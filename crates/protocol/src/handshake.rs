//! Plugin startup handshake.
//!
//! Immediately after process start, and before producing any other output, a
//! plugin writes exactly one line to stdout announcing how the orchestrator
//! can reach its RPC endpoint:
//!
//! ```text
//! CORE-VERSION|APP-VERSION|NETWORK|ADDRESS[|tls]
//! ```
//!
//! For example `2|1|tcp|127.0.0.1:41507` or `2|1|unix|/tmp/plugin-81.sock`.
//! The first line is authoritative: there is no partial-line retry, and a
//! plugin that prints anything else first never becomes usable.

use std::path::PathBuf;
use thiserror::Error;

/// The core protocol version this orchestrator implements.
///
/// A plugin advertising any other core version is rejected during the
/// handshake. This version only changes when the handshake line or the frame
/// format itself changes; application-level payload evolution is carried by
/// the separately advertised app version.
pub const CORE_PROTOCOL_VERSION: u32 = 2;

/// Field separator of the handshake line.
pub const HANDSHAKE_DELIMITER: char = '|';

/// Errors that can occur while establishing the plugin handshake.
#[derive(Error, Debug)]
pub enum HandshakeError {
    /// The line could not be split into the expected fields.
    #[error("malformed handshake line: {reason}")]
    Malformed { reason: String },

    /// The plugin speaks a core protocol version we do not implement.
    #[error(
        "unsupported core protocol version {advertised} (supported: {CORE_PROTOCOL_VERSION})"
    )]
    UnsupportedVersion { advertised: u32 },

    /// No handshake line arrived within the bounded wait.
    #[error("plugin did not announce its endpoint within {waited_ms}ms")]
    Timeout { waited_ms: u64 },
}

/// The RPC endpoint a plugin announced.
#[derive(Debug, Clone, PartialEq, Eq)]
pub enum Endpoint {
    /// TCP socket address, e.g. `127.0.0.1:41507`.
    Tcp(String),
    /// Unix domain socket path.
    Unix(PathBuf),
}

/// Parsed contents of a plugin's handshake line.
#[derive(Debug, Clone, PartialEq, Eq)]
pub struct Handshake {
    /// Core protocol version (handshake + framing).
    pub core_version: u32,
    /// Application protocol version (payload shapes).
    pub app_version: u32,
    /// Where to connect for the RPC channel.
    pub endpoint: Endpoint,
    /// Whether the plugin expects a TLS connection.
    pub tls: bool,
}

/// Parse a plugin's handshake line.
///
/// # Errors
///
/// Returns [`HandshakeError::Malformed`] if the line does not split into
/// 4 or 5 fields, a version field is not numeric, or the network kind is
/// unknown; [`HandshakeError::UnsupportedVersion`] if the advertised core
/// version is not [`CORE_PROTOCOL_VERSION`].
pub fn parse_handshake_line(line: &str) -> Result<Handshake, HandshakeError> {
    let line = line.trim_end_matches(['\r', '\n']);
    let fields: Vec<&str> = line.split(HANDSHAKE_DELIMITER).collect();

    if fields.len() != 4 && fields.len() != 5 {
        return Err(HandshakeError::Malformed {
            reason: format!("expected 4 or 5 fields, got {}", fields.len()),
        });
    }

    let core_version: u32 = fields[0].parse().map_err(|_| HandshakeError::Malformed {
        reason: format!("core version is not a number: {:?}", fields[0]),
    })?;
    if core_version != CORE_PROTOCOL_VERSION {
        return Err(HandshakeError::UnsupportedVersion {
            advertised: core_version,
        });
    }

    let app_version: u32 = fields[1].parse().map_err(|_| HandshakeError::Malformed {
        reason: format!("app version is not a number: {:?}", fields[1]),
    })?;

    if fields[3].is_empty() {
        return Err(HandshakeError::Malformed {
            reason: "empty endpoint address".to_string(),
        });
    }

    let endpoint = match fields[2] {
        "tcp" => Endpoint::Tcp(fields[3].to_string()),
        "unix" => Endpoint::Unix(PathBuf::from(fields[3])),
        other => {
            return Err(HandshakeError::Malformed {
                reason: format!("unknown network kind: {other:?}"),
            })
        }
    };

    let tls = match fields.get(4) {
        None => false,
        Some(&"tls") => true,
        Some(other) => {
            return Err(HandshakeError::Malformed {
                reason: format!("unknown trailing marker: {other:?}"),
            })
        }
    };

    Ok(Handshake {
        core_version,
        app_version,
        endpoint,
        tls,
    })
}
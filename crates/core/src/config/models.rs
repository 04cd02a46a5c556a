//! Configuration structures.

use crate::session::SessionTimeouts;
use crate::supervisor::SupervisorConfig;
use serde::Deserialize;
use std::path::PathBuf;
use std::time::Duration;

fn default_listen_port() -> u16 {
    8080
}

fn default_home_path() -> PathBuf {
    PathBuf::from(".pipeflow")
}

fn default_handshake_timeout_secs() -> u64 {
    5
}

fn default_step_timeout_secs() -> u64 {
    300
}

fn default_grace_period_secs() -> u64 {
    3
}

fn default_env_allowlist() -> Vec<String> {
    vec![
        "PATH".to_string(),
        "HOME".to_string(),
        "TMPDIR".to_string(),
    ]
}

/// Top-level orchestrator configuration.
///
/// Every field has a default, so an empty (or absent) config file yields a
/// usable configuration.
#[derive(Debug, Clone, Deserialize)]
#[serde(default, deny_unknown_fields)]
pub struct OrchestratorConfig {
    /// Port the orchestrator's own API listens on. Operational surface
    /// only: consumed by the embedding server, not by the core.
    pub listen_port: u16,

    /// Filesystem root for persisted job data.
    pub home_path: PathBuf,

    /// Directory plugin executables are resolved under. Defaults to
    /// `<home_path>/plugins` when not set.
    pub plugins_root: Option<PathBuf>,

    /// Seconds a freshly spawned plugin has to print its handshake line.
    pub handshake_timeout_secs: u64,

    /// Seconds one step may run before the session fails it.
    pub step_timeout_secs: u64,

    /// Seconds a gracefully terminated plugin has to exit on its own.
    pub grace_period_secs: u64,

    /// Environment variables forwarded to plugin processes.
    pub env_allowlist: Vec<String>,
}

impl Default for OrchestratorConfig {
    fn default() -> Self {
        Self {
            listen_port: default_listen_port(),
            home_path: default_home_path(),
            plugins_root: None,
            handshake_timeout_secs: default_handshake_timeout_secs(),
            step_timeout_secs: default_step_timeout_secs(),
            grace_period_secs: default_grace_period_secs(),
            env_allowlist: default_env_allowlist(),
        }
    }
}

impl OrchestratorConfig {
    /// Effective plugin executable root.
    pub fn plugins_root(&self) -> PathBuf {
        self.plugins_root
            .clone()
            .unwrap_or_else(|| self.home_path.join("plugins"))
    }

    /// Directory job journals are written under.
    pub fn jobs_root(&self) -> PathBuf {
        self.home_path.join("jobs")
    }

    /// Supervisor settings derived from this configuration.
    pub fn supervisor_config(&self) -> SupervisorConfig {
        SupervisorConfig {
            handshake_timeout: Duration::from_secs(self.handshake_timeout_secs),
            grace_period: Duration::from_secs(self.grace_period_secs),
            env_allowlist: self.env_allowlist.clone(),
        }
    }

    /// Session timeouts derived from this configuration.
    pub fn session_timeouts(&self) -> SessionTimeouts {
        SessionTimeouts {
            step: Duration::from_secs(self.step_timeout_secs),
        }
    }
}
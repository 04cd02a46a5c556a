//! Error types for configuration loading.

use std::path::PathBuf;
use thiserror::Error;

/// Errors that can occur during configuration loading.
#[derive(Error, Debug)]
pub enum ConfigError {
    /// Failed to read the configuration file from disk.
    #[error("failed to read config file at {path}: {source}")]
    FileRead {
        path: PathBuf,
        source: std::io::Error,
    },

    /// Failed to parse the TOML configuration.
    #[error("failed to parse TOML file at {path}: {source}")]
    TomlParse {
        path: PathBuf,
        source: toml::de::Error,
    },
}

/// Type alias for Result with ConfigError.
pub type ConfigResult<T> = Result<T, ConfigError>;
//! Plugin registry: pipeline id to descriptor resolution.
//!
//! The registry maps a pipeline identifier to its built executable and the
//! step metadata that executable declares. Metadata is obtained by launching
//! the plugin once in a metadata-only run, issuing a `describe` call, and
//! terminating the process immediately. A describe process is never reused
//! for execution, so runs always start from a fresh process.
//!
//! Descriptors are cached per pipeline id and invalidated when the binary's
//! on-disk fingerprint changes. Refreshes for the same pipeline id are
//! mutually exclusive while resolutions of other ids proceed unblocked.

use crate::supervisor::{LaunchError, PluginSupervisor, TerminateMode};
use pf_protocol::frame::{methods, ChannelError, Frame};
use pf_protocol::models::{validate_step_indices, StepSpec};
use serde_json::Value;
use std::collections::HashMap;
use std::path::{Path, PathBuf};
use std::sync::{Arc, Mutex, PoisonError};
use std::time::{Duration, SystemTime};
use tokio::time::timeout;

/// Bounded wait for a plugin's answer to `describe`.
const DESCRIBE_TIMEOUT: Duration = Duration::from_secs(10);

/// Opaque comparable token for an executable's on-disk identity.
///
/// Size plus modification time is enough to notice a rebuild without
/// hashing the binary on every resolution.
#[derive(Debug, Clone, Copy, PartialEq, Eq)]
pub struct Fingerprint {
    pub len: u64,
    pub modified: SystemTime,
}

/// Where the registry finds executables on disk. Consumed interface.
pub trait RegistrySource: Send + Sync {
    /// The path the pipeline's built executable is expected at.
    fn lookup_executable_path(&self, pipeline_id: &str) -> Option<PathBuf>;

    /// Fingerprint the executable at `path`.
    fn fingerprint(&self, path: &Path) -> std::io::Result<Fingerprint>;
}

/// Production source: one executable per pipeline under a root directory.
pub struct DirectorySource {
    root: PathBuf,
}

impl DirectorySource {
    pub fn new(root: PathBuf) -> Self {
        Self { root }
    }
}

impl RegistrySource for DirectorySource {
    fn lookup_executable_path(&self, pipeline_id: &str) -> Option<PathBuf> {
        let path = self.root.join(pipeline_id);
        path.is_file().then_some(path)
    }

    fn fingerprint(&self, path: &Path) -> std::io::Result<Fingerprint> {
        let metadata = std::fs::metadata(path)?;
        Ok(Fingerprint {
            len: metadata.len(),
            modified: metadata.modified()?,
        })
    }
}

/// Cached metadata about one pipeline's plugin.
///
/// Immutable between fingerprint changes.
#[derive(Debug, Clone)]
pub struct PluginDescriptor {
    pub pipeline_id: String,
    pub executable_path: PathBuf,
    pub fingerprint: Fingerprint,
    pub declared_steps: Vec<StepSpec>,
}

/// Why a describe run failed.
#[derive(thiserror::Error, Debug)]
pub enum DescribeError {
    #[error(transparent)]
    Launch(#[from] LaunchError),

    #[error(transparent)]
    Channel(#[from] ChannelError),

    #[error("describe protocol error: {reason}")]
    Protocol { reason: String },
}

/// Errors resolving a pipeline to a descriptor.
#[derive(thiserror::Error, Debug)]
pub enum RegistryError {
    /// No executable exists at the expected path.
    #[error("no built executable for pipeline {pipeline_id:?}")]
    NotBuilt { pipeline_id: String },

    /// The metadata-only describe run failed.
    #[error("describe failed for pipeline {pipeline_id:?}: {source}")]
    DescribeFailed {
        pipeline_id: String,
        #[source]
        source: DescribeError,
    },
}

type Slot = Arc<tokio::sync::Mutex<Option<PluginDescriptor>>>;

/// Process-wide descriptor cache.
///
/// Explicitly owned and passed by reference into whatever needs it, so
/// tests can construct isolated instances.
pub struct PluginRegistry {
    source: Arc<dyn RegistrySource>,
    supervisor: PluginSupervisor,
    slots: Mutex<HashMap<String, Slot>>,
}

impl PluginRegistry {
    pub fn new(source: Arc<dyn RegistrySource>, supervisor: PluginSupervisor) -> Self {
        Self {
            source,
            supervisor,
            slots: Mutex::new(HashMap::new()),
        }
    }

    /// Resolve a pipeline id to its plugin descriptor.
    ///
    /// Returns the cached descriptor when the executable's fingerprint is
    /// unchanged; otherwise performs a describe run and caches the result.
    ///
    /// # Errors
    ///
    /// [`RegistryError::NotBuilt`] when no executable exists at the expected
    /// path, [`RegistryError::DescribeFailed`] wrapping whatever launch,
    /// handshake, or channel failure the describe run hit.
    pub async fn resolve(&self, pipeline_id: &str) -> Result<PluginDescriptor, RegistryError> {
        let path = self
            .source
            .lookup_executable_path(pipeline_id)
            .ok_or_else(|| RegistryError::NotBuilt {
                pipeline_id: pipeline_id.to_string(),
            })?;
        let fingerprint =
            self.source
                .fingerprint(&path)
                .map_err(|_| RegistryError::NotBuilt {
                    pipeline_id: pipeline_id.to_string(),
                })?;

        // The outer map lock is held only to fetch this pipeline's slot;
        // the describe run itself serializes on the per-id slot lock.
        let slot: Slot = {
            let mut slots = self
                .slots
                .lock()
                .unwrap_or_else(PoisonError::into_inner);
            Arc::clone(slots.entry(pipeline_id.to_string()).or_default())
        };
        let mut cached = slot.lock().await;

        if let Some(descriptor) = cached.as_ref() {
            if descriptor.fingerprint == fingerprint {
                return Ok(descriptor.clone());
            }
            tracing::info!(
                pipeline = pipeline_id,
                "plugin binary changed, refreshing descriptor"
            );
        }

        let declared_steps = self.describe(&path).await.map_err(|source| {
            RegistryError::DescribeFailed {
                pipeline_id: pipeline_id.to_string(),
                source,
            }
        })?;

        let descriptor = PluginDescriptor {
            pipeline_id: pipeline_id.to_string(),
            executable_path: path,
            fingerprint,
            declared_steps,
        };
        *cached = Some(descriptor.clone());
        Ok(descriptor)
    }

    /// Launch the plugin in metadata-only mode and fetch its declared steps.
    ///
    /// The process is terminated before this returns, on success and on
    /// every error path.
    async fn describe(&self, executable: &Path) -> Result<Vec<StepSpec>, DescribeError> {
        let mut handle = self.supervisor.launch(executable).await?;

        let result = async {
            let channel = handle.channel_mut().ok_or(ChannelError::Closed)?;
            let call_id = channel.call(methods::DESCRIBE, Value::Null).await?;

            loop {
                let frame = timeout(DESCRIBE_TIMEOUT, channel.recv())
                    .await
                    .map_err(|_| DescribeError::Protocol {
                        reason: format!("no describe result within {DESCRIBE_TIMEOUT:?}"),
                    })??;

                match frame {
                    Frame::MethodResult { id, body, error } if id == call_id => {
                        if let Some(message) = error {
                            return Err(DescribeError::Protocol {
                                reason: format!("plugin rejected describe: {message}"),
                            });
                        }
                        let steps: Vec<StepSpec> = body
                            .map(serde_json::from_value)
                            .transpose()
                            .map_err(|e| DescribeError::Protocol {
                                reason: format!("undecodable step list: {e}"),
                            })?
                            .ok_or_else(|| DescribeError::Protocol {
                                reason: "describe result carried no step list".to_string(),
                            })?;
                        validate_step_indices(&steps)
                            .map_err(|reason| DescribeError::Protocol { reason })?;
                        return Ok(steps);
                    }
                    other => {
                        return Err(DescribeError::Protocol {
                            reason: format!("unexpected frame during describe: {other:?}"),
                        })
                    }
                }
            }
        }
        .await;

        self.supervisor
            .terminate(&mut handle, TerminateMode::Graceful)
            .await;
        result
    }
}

§ **REQUIRED ACTION**
Check each line of the entries above, and show every one holding the word "before".

§ **SOLUTION FOR THIS TASK**
//! Immediately after process start, and before producing any other output, a
    /// Seconds one step may run before the session fails it.
    /// The process is terminated before this returns, on success and on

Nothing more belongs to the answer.